-- WHAT TO DO --
Scan the entries below and extract each line with the word "then" in it.

Saved entries:
----------
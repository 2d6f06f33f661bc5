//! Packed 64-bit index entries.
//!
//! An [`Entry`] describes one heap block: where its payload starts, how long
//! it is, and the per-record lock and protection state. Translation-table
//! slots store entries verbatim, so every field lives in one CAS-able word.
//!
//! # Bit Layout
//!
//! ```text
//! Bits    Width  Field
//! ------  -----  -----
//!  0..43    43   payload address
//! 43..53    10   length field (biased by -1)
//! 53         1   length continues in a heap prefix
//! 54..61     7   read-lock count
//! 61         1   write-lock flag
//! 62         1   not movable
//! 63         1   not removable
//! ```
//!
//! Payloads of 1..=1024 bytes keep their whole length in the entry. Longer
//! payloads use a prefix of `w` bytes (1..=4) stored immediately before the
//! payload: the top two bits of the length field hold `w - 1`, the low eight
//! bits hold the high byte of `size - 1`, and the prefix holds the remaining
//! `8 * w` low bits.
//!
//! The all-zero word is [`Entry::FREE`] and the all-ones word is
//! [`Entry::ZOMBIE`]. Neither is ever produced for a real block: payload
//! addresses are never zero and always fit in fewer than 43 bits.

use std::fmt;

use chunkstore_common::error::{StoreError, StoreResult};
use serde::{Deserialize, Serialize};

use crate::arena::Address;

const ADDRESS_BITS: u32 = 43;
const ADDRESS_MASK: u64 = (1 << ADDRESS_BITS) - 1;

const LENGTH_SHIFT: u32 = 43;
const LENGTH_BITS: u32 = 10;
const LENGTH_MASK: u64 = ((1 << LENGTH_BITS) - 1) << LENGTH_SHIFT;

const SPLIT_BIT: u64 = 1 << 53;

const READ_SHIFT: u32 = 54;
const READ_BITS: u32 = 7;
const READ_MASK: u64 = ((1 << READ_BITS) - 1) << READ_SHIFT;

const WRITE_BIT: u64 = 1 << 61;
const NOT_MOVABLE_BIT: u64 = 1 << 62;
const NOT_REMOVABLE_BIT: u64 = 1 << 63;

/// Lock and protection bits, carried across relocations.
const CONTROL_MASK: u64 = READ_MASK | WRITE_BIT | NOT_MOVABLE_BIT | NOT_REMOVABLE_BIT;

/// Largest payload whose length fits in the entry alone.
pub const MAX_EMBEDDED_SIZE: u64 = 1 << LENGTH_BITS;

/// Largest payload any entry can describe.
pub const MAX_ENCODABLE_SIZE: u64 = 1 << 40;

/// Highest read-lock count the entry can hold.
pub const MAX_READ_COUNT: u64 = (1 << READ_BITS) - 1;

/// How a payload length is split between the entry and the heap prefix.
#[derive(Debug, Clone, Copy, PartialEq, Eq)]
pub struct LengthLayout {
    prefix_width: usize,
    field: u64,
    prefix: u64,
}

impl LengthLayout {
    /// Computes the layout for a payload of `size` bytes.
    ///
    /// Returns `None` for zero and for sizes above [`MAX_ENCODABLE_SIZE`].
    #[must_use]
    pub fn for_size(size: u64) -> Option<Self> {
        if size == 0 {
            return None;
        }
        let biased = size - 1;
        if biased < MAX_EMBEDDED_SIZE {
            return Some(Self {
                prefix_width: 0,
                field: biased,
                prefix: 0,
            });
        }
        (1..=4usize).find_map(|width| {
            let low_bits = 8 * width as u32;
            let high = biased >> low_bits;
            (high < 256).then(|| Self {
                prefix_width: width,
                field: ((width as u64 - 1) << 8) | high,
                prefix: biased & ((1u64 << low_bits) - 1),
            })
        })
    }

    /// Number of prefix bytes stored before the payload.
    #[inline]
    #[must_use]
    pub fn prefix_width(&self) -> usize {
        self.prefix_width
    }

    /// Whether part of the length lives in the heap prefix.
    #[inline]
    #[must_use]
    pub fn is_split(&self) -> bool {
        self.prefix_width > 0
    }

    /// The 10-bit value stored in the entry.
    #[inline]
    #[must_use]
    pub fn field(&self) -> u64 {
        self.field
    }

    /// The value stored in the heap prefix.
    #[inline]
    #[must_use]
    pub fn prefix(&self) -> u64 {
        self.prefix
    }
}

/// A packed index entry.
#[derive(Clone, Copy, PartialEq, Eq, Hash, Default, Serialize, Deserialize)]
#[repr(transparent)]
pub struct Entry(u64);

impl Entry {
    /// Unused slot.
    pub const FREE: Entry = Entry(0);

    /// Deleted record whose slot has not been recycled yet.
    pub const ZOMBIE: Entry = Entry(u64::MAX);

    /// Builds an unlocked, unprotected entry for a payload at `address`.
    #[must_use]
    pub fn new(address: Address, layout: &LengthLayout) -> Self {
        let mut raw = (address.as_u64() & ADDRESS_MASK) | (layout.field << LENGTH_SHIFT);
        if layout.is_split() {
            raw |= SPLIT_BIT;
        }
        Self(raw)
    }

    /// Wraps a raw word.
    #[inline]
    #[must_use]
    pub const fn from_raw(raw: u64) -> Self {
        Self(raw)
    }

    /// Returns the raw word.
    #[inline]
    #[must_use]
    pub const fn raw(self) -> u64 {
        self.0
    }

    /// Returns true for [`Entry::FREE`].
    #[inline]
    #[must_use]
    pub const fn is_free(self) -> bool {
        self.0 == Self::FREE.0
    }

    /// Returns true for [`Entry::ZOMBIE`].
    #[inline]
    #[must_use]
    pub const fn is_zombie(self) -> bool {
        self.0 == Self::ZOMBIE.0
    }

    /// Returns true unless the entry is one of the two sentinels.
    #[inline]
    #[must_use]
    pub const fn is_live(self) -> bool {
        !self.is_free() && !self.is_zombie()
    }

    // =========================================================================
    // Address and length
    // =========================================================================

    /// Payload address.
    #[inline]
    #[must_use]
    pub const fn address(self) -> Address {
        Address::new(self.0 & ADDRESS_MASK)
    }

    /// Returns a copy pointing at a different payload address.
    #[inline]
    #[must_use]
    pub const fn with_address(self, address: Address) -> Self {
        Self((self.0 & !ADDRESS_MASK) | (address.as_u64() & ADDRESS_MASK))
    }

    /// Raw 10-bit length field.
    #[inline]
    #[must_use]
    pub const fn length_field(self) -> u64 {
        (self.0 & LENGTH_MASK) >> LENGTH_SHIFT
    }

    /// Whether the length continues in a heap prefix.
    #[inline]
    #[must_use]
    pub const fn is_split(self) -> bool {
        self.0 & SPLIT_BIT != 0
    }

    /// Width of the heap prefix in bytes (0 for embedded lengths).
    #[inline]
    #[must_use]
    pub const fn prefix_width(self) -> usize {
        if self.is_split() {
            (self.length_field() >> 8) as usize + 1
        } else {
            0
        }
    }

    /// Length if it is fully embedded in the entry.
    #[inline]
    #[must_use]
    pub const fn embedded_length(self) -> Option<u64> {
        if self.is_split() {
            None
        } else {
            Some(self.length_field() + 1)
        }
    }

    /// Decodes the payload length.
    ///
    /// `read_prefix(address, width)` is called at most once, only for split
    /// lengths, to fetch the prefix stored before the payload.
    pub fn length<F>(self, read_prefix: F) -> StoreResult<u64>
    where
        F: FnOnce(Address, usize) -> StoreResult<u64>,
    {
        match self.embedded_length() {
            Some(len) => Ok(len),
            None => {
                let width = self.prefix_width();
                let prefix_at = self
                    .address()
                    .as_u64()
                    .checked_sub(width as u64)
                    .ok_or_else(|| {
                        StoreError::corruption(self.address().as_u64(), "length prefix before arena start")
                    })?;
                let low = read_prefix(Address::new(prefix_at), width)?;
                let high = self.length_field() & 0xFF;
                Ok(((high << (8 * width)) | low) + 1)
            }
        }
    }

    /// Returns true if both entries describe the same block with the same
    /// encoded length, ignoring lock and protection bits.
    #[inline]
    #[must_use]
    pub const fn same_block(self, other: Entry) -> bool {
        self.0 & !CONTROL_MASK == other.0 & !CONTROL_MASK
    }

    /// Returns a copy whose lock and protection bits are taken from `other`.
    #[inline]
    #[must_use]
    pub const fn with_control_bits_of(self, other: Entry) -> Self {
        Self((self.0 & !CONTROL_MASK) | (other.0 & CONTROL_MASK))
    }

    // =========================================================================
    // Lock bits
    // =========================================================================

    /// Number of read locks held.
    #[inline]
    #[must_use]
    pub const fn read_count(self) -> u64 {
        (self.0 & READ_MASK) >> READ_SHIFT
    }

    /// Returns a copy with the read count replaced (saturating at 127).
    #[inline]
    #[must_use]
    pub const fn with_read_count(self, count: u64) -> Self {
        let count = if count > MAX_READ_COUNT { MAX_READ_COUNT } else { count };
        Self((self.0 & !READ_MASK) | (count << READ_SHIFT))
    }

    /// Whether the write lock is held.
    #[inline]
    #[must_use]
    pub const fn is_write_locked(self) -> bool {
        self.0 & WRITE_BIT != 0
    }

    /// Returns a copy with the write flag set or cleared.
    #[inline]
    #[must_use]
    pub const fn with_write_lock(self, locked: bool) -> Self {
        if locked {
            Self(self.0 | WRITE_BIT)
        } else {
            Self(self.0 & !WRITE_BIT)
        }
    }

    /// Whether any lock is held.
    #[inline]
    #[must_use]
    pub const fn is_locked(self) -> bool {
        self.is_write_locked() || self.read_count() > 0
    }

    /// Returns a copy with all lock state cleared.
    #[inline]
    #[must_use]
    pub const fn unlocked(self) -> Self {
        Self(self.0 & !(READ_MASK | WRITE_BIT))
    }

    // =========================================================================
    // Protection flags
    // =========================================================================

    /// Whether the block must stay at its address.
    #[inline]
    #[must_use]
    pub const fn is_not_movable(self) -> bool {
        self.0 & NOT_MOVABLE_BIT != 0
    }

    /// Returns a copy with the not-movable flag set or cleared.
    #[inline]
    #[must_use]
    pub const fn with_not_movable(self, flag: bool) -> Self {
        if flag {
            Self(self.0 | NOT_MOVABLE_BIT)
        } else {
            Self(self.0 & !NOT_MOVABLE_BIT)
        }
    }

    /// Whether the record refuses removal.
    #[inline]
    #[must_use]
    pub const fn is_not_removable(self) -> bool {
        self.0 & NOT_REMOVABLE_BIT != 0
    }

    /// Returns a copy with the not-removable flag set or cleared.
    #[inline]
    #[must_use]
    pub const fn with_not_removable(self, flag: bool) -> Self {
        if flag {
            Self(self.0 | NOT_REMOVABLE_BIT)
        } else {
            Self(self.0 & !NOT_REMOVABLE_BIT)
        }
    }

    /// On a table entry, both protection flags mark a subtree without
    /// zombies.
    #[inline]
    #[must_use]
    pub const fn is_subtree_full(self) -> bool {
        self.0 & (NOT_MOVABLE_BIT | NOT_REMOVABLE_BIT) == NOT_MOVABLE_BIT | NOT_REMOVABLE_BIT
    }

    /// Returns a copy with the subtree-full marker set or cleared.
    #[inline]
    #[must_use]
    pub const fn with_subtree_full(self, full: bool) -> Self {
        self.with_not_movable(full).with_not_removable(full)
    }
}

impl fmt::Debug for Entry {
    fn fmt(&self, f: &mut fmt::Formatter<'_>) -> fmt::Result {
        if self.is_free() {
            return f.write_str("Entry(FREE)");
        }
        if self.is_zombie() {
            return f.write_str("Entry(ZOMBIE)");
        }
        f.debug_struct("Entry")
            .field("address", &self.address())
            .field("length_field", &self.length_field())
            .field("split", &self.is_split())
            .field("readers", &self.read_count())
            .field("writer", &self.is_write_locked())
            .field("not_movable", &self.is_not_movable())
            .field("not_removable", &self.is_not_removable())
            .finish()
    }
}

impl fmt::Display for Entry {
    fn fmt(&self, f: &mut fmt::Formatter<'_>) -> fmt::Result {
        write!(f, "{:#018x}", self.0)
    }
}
----------
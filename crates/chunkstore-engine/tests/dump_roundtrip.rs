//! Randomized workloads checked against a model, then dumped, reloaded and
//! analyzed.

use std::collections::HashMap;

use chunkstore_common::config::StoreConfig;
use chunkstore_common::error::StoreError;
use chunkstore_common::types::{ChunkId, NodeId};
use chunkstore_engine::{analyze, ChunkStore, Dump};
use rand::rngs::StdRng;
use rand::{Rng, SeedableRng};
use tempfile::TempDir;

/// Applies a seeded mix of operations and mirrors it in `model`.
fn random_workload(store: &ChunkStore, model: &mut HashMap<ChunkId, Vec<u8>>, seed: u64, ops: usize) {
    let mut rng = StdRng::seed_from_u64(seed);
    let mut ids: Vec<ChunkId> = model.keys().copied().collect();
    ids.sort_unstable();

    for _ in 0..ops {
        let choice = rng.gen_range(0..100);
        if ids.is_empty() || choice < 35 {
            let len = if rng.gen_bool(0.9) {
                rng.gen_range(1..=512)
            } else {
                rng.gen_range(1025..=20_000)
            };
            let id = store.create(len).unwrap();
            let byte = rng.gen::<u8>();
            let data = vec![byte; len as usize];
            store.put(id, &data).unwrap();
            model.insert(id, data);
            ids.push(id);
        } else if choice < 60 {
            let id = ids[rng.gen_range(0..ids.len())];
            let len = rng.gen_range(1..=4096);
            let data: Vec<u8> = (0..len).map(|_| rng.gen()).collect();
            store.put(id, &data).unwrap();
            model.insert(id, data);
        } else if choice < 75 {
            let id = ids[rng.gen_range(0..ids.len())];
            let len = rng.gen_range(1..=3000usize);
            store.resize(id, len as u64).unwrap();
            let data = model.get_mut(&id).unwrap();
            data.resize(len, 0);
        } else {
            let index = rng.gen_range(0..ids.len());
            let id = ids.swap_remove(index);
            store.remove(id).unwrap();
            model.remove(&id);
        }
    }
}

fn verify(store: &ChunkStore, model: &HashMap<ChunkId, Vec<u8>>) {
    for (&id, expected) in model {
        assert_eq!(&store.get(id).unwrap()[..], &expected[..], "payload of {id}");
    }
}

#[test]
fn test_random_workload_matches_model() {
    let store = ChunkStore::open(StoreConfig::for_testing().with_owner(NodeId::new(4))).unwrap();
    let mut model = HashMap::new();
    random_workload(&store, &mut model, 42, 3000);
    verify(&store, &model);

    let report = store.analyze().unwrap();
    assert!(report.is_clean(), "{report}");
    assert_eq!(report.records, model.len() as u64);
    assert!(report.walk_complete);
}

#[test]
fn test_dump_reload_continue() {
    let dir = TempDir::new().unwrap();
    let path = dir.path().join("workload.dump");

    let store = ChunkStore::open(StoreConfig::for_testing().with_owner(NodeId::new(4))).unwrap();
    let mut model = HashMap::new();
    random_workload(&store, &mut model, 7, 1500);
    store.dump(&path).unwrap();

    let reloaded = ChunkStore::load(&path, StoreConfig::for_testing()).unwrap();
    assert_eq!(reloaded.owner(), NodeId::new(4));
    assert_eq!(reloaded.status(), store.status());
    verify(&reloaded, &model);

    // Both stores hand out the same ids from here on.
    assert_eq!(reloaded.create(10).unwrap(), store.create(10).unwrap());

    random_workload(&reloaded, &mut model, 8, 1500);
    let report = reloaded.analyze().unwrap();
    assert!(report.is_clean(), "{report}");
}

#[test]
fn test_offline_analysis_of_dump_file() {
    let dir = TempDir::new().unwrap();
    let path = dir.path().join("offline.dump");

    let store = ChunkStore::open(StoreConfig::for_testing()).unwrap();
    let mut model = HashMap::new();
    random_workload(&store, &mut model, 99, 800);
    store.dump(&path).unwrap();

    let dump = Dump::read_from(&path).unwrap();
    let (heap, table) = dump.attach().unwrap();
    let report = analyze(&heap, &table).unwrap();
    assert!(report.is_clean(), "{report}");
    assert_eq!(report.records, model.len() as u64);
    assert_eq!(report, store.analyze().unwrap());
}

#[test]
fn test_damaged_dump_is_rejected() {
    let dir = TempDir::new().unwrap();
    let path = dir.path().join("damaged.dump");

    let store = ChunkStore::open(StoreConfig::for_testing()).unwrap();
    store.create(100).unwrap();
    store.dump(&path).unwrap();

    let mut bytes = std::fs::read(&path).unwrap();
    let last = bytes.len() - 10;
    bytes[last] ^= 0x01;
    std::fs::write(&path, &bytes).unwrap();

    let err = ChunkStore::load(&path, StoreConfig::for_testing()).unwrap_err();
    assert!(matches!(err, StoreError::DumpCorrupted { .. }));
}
----------
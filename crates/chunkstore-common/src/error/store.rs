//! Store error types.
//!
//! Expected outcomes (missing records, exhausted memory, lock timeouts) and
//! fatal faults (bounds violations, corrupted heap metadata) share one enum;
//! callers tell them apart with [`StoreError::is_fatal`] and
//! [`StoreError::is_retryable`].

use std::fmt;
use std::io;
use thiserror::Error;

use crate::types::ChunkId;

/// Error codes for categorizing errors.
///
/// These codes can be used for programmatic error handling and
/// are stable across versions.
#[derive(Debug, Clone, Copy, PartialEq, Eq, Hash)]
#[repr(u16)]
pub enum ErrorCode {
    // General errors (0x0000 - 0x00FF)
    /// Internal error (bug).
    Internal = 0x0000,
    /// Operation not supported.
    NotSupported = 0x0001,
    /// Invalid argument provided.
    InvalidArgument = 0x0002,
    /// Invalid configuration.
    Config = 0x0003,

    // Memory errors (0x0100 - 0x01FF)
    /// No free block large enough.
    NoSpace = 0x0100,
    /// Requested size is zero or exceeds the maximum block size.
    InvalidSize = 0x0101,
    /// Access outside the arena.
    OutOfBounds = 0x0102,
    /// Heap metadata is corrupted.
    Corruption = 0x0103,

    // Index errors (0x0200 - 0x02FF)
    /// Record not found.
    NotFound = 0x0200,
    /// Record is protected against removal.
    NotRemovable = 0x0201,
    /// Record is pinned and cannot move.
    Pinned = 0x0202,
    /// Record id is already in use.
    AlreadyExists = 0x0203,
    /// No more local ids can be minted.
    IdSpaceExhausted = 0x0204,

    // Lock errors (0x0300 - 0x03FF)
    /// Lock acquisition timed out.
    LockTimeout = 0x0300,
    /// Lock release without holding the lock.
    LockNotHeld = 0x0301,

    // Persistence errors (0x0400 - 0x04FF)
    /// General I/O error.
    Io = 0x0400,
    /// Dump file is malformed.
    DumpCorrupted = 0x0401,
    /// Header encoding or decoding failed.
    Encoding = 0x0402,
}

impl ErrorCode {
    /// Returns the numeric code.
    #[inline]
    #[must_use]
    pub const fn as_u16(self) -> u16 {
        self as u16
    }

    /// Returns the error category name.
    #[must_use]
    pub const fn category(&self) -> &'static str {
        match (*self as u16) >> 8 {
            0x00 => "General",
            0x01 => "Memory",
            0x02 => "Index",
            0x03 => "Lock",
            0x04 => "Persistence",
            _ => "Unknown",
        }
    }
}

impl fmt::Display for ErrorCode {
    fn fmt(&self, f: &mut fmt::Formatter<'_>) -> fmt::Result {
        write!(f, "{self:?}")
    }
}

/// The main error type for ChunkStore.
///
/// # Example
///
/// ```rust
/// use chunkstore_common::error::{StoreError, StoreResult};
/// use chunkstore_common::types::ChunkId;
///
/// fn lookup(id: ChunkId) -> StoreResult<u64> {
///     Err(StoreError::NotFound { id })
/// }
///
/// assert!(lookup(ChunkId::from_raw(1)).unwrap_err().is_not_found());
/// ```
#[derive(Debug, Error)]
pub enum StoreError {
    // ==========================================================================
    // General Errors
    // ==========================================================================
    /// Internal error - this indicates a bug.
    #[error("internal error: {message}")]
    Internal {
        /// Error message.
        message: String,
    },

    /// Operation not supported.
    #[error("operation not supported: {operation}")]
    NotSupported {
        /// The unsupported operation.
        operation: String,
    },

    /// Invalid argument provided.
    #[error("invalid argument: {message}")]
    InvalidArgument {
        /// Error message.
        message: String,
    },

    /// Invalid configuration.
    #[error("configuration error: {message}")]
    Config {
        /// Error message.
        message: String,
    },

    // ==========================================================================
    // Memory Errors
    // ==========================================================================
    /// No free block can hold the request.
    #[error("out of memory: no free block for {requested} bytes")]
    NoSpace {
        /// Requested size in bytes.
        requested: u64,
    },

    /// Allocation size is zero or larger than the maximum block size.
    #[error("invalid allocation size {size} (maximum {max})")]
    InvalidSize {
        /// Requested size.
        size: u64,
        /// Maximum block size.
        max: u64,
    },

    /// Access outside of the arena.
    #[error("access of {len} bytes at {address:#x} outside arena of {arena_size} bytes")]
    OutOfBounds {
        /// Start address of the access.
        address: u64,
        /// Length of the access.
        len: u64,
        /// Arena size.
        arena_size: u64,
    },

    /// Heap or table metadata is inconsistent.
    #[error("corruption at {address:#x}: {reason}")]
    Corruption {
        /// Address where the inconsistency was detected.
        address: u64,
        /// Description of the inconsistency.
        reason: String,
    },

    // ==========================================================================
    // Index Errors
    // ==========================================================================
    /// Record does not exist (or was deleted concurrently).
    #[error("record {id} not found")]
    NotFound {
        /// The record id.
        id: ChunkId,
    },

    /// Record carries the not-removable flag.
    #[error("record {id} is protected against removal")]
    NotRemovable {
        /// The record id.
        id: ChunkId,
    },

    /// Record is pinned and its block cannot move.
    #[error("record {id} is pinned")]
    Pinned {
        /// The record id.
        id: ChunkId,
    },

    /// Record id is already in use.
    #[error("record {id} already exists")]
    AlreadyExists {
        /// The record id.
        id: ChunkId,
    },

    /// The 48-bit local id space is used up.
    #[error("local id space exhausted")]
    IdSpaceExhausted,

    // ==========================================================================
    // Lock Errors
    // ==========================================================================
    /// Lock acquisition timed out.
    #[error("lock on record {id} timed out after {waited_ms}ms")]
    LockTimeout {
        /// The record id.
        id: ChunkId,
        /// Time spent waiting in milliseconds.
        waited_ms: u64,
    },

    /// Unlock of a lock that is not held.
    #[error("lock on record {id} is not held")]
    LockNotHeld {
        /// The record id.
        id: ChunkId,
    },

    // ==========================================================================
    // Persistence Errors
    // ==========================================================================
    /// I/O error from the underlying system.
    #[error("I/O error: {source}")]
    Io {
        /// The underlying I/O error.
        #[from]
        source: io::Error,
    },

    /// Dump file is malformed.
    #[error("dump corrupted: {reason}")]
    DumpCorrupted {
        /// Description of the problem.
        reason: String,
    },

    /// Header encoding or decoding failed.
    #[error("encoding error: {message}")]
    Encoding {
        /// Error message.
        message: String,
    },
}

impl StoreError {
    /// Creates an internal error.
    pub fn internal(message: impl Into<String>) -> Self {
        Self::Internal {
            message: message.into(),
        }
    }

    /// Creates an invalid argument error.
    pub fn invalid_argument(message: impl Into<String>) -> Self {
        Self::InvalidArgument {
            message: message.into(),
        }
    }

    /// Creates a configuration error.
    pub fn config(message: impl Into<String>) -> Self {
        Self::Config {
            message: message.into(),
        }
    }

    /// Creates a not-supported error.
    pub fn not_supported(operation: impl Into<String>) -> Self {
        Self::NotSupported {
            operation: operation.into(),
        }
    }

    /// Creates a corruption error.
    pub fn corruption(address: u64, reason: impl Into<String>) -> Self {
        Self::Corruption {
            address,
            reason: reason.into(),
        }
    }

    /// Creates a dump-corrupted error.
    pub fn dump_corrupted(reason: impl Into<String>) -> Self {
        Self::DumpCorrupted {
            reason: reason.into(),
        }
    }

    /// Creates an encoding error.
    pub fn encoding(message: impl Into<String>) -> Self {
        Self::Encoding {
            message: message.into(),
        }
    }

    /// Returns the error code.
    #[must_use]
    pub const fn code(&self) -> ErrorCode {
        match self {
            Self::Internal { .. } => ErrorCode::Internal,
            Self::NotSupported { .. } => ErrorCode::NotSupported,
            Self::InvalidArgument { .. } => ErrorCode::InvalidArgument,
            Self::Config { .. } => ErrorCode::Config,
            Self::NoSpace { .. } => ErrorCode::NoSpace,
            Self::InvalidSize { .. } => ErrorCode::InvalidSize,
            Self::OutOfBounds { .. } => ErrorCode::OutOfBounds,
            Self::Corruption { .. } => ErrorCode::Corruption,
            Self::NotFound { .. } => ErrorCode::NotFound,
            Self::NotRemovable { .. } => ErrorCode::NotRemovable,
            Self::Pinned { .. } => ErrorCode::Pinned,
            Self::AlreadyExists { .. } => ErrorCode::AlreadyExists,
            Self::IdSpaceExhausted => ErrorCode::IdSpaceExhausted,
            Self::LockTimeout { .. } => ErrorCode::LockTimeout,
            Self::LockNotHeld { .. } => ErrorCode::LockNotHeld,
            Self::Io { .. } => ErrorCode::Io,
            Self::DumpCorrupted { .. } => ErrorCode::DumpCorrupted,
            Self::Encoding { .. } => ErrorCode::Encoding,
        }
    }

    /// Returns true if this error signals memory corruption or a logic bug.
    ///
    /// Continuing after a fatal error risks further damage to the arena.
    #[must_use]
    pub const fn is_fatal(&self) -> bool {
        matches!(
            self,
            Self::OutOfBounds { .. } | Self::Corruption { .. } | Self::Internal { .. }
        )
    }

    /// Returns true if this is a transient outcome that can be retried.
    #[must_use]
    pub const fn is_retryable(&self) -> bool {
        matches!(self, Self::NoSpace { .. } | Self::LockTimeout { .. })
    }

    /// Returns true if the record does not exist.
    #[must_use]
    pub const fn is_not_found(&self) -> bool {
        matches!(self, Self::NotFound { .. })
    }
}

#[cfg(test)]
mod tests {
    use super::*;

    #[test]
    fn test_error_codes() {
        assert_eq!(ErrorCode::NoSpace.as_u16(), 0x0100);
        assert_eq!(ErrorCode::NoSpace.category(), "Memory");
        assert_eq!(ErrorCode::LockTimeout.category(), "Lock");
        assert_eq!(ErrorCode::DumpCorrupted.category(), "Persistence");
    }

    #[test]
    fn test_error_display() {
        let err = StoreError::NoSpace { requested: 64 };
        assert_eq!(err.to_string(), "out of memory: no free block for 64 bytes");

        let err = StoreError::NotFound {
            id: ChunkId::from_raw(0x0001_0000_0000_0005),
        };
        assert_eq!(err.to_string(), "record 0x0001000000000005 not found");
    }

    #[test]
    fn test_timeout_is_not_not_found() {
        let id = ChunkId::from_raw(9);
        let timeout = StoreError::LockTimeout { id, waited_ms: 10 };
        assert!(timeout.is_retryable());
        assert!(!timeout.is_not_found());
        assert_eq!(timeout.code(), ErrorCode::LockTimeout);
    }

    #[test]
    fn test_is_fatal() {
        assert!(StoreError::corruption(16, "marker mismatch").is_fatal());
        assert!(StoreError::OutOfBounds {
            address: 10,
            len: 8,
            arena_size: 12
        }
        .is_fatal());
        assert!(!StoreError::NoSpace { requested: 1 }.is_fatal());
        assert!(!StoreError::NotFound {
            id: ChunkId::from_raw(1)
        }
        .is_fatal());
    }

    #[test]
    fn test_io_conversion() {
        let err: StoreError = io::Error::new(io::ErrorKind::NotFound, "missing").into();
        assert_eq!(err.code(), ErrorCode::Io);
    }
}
----------
-- RESPONSE TO THIS EXERCISE --
            (high < 256).then(|| Self {
//! Randomized workloads checked against a model, then dumped, reloaded and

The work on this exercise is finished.